Each record listed below is to be output exactly as written.

(Source data)
========================================================================

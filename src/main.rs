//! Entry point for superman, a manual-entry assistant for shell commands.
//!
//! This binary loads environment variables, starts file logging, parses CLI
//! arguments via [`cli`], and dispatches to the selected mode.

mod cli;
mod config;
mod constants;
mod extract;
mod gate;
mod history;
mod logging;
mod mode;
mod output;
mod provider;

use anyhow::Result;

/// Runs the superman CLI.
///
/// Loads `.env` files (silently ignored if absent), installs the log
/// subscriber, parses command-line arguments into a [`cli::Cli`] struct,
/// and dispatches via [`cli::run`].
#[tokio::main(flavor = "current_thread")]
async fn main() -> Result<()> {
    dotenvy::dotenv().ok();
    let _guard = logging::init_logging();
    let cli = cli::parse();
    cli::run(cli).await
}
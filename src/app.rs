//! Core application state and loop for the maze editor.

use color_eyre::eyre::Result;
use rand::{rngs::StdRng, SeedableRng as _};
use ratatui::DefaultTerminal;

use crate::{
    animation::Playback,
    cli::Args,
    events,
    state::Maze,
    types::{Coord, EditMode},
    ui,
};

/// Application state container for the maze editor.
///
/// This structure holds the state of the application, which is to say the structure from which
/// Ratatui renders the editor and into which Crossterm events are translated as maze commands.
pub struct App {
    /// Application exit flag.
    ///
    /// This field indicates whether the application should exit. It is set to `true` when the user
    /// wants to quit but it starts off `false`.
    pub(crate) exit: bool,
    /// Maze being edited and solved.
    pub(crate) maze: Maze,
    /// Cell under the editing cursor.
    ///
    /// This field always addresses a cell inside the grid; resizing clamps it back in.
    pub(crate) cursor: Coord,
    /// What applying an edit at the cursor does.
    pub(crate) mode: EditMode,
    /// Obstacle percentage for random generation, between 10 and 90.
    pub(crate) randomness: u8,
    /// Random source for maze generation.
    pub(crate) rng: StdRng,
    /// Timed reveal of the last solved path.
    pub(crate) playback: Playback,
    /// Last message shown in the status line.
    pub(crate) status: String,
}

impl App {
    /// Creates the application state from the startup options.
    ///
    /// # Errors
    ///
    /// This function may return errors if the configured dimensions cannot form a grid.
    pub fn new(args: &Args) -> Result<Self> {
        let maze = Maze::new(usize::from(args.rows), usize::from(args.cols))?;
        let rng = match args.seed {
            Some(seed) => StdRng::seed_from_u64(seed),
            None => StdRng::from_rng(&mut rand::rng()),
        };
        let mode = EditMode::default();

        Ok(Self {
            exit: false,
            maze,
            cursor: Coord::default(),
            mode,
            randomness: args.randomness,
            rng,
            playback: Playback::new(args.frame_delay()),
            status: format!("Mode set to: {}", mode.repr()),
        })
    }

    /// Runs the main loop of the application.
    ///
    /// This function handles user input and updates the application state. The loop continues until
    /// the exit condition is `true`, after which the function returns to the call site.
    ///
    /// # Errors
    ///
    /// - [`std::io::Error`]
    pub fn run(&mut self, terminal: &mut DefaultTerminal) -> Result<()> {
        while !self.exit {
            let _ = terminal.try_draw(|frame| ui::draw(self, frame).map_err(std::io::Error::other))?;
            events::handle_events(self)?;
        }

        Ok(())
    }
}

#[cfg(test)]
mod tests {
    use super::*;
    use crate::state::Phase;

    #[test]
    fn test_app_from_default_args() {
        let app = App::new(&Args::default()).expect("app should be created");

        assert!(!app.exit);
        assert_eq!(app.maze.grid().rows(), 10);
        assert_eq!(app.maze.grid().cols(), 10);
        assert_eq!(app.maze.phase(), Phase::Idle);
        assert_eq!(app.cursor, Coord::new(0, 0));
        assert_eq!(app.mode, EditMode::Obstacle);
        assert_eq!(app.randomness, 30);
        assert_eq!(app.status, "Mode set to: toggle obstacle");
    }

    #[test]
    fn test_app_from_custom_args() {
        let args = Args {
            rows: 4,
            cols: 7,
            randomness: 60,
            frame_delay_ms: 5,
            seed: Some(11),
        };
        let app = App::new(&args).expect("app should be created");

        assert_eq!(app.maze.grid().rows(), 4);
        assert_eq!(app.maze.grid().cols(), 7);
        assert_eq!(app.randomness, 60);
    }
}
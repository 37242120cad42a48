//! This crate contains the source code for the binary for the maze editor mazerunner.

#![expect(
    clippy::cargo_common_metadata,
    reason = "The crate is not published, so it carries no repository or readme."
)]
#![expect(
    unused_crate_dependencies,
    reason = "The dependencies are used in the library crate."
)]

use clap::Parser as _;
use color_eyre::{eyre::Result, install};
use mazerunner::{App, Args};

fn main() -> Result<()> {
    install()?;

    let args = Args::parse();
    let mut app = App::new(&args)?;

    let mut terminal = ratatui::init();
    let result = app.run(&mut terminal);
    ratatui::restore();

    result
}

========================================================================

▸ **WRITTEN ANSWER**:
filename src/main.rs
//! Entry point for superman, a manual-entry assistant for shell commands.
//!
//! This binary loads environment variables, starts file logging, parses CLI
//! arguments via [`cli`], and dispatches to the selected mode.

mod cli;
mod config;
mod constants;
mod extract;
mod gate;
mod history;
mod logging;
mod mode;
mod output;
mod provider;

use anyhow::Result;

/// Runs the superman CLI.
///
/// Loads `.env` files (silently ignored if absent), installs the log
/// subscriber, parses command-line arguments into a [`cli::Cli`] struct,
/// and dispatches via [`cli::run`].
#[tokio::main(flavor = "current_thread")]
async fn main() -> Result<()> {
    dotenvy::dotenv().ok();
    let _guard = logging::init_logging();
    let cli = cli::parse();
    cli::run(cli).await
}
filename src/app.rs
//! Core application state and loop for the maze editor.

use color_eyre::eyre::Result;
use rand::{rngs::StdRng, SeedableRng as _};
use ratatui::DefaultTerminal;

use crate::{
    animation::Playback,
    cli::Args,
    events,
    state::Maze,
    types::{Coord, EditMode},
    ui,
};

/// Application state container for the maze editor.
///
/// This structure holds the state of the application, which is to say the structure from which
/// Ratatui renders the editor and into which Crossterm events are translated as maze commands.
pub struct App {
    /// Application exit flag.
    ///
    /// This field indicates whether the application should exit. It is set to `true` when the user
    /// wants to quit but it starts off `false`.
    pub(crate) exit: bool,
    /// Maze being edited and solved.
    pub(crate) maze: Maze,
    /// Cell under the editing cursor.
    ///
    /// This field always addresses a cell inside the grid; resizing clamps it back in.
    pub(crate) cursor: Coord,
    /// What applying an edit at the cursor does.
    pub(crate) mode: EditMode,
    /// Obstacle percentage for random generation, between 10 and 90.
    pub(crate) randomness: u8,
    /// Random source for maze generation.
    pub(crate) rng: StdRng,
    /// Timed reveal of the last solved path.
    pub(crate) playback: Playback,
    /// Last message shown in the status line.
    pub(crate) status: String,
}

impl App {
    /// Creates the application state from the startup options.
    ///
    /// # Errors
    ///
    /// This function may return errors if the configured dimensions cannot form a grid.
    pub fn new(args: &Args) -> Result<Self> {
        let maze = Maze::new(usize::from(args.rows), usize::from(args.cols))?;
        let rng = match args.seed {
            Some(seed) => StdRng::seed_from_u64(seed),
            None => StdRng::from_rng(&mut rand::rng()),
        };
        let mode = EditMode::default();

        Ok(Self {
            exit: false,
            maze,
            cursor: Coord::default(),
            mode,
            randomness: args.randomness,
            rng,
            playback: Playback::new(args.frame_delay()),
            status: format!("Mode set to: {}", mode.repr()),
        })
    }

    /// Runs the main loop of the application.
    ///
    /// This function handles user input and updates the application state. The loop continues until
    /// the exit condition is `true`, after which the function returns to the call site.
    ///
    /// # Errors
    ///
    /// - [`std::io::Error`]
    pub fn run(&mut self, terminal: &mut DefaultTerminal) -> Result<()> {
        while !self.exit {
            let _ = terminal.try_draw(|frame| ui::draw(self, frame).map_err(std::io::Error::other))?;
            events::handle_events(self)?;
        }

        Ok(())
    }
}

#[cfg(test)]
mod tests {
    use super::*;
    use crate::state::Phase;

    #[test]
    fn test_app_from_default_args() {
        let app = App::new(&Args::default()).expect("app should be created");

        assert!(!app.exit);
        assert_eq!(app.maze.grid().rows(), 10);
        assert_eq!(app.maze.grid().cols(), 10);
        assert_eq!(app.maze.phase(), Phase::Idle);
        assert_eq!(app.cursor, Coord::new(0, 0));
        assert_eq!(app.mode, EditMode::Obstacle);
        assert_eq!(app.randomness, 30);
        assert_eq!(app.status, "Mode set to: toggle obstacle");
    }

    #[test]
    fn test_app_from_custom_args() {
        let args = Args {
            rows: 4,
            cols: 7,
            randomness: 60,
            frame_delay_ms: 5,
            seed: Some(11),
        };
        let app = App::new(&args).expect("app should be created");

        assert_eq!(app.maze.grid().rows(), 4);
        assert_eq!(app.maze.grid().cols(), 7);
        assert_eq!(app.randomness, 60);
    }
}
repository 37242120cad42a48
//! This crate contains the source code for the binary for the maze editor mazerunner.

#![expect(
    clippy::cargo_common_metadata,
    reason = "The crate is not published, so it carries no repository or readme."
)]
#![expect(
    unused_crate_dependencies,
    reason = "The dependencies are used in the library crate."
)]

use clap::Parser as _;
use color_eyre::{eyre::Result, install};
use mazerunner::{App, Args};

fn main() -> Result<()> {
    install()?;

    let args = Args::parse();
    let mut app = App::new(&args)?;

    let mut terminal = ratatui::init();
    let result = app.run(&mut terminal);
    ratatui::restore();

    result
}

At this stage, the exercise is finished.